NHS Digital data showed that one-in-four 17-19 year-olds in England had a probable mental disorder in 2022, up from one-in-six in the previous year.
This adds to recent research from the Institute for Public Policy Research that showed that mental health problems were the most common conditions among those out of the workforce due to long-term sickness. The report from December also said that 20-29 year-olds not working because of illness were 50% more likely to report a mental health problem than older working-age adults.
The problem is particularly pronounced among men, according to the Resolution Foundation. The number of inactive males with mental health issues increased to 37,000 in 2021, a 103% increase on 2006 figures, and substantially higher than levels seen among women.
“The reason that (deteriorating health) hasn’t been a big story in recent years is that it was this almost exactly outweighed by fewer young women being inactive to look after families,” said Murphy. “But when you split it up by type of inactivity, it’s quite clear.”
Why Now?
Both the ONS and the IPPR point towards an overworked and under-performing NHS as a key factor in the nation becoming sicker, including with mental health disorders, adding that longer waiting times since the pandemic have likely exacerbated the problem.
Figures from Imperial College London show that the number of GP appointments attended by people aged between 15-24 years declined by 31% during the first Covid lockdown in 2020 when compared with previous years. That may indicate a potential increase in undiagnosed problems.
“It is no surprise to see population mental health in crisis,” said Chris Thomas, head of the commission on health and prosperity at the IPPR. “Access to services steadily worsened during austerity. And a combination of Covid-19 and the cost-of-living crisis are taking a huge toll. We face nothing short of a mental health recession.”
Wallace added that mental health has been neglected in the UK, leading to a system ill-equipped to cope with the “rising tide” of young people over the past decade.
“There’s been a decimation in psychiatric beds — we’ve lost 60,000 over the past 30 years,” she said. “Many people now have to rely on community care, which has been shown to be less effective given their teams are often so threadbare.”
Of course, causal factors are also at play. Social media’s role in driving mental health issues among young adults has been well-documented, with Wallace adding that it likely plays the largest part in the deteriorating picture among the younger generation.

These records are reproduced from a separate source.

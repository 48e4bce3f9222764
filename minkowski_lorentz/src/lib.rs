// Copyright 2025 the Minkowski Authors
// SPDX-License-Identifier: Apache-2.0 OR MIT

//! Minkowski Lorentz: 1+1D special-relativity kernel.
//!
//! This crate provides the small, pure numeric core behind a Minkowski
//! spacetime diagram. Units are chosen so that the speed of light is `1`.
//!
//! - [`Velocity`]: a validated speed strictly inside `(-1, 1)`, with its
//!   Lorentz factor available through [`Velocity::gamma`].
//! - [`Boost`]: a prepared change of frame, applied to [`Event`]s.
//! - [`boost_time`] / [`boost_position`]: the two components of the boost.
//! - [`add_velocity`]: Einstein velocity addition.
//! - [`BoostSteps`]: maps an integer step index onto a symmetric grid of boost
//!   velocities centered on the rest frame, avoiding the `±1` singularity.
//!
//! ## Minimal example
//!
//! ```rust
//! use minkowski_lorentz::{Boost, Event, Velocity};
//!
//! let u = Velocity::new(0.6).unwrap();
//! let boost = Boost::new(u);
//! assert!((boost.gamma() - 1.25).abs() < 1e-12);
//!
//! let e = Event::new(2.0, 1.0);
//! let back = boost.inverse().apply(boost.apply(e));
//! assert!((back.t - e.t).abs() < 1e-12);
//! assert!((back.x - e.x).abs() < 1e-12);
//! ```
//!
//! ## Discretizing boosts
//!
//! ```rust
//! use minkowski_lorentz::BoostSteps;
//!
//! let steps = BoostSteps::new(21).unwrap();
//! assert_eq!(steps.center(), 10);
//! assert_eq!(steps.velocity(10).unwrap().get(), 0.0);
//!
//! // The outermost steps are nudged away from the light cone.
//! let edge = steps.velocity(20).unwrap().get();
//! assert!(edge < 1.0);
//! ```
//!
//! Passing a speed at or beyond light speed is a domain error, reported as
//! [`VelocityError`]. Nothing is clamped silently beyond the documented
//! [`SINGULARITY_NUDGE`].
//!
//! This crate is `no_std`.

#![no_std]

mod boost;
mod steps;
mod velocity;

pub use boost::{Boost, Event, boost_position, boost_time, try_boost_position, try_boost_time};
pub use steps::{BoostSteps, BoostStepsIter, SINGULARITY_NUDGE, StepError, step_to_velocity};
pub use velocity::{Velocity, VelocityError, add_velocity, gamma, try_add_velocity};
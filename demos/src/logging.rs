// Copyright 2025 the Minkowski Authors
// SPDX-License-Identifier: Apache-2.0 OR MIT

//! Structured logging for diagram builds.

use minkowski_diagram::{BuildPlan, BuildTrace, DatasetEvent, Diagram};
use tracing::{debug, info};
use tracing_subscriber::EnvFilter;

/// Installs a global `fmt` subscriber writing to stderr.
///
/// The filter comes from `RUST_LOG` and defaults to `info`.
pub fn init_tracing() -> Result<(), Box<dyn std::error::Error + Send + Sync>> {
    let filter = EnvFilter::try_from_default_env().unwrap_or_else(|_| EnvFilter::new("info"));
    tracing_subscriber::fmt()
        .with_env_filter(filter)
        .with_target(true)
        .with_writer(std::io::stderr)
        .try_init()
}

/// Forwards build callbacks to `tracing`.
///
/// The plan and the finished diagram are logged at `info`; every dataset is
/// logged at `debug`.
#[derive(Clone, Copy, Debug, Default)]
pub struct TracingSink;

impl BuildTrace for TracingSink {
    fn begin(&mut self, plan: &BuildPlan) {
        info!(
            actors = plan.actor_count,
            steps = plan.step_count,
            slots = plan.slot_count,
            grid_extent = plan.grid_extent,
            "building diagram"
        );
    }

    fn dataset(&mut self, event: &DatasetEvent<'_>) {
        debug!(
            actor = event.actor.name(),
            step = event.step,
            u = event.velocity.get(),
            points = event.dataset.worldline.len(),
            omitted = event.actor.dot_count() - event.dataset.worldline.len(),
            grid_angle = event.dataset.grid_angle,
            "dataset ready"
        );
    }

    fn finish(&mut self, diagram: &Diagram) {
        let info = diagram.debug_info();
        info!(
            slots = info.slot_count,
            worldline_points = info.worldline_points,
            active_step = info.active_step,
            "diagram built"
        );
    }
}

But data suggest that mental health has socio-economic links too. NHS Digital reported that that children in homes experiencing financial strain were particularly susceptible to anxiety and stress, indicating that amid one of the worst squeezes on household incomes in memory, the problem could worsen.
“The general climate at the moment with the cost of living crisis, conflict in Ukraine, political uncertainty — all of that is quite destabilizing for a young person,” said Josh Knight, senior policy officer at Youth Employment UK.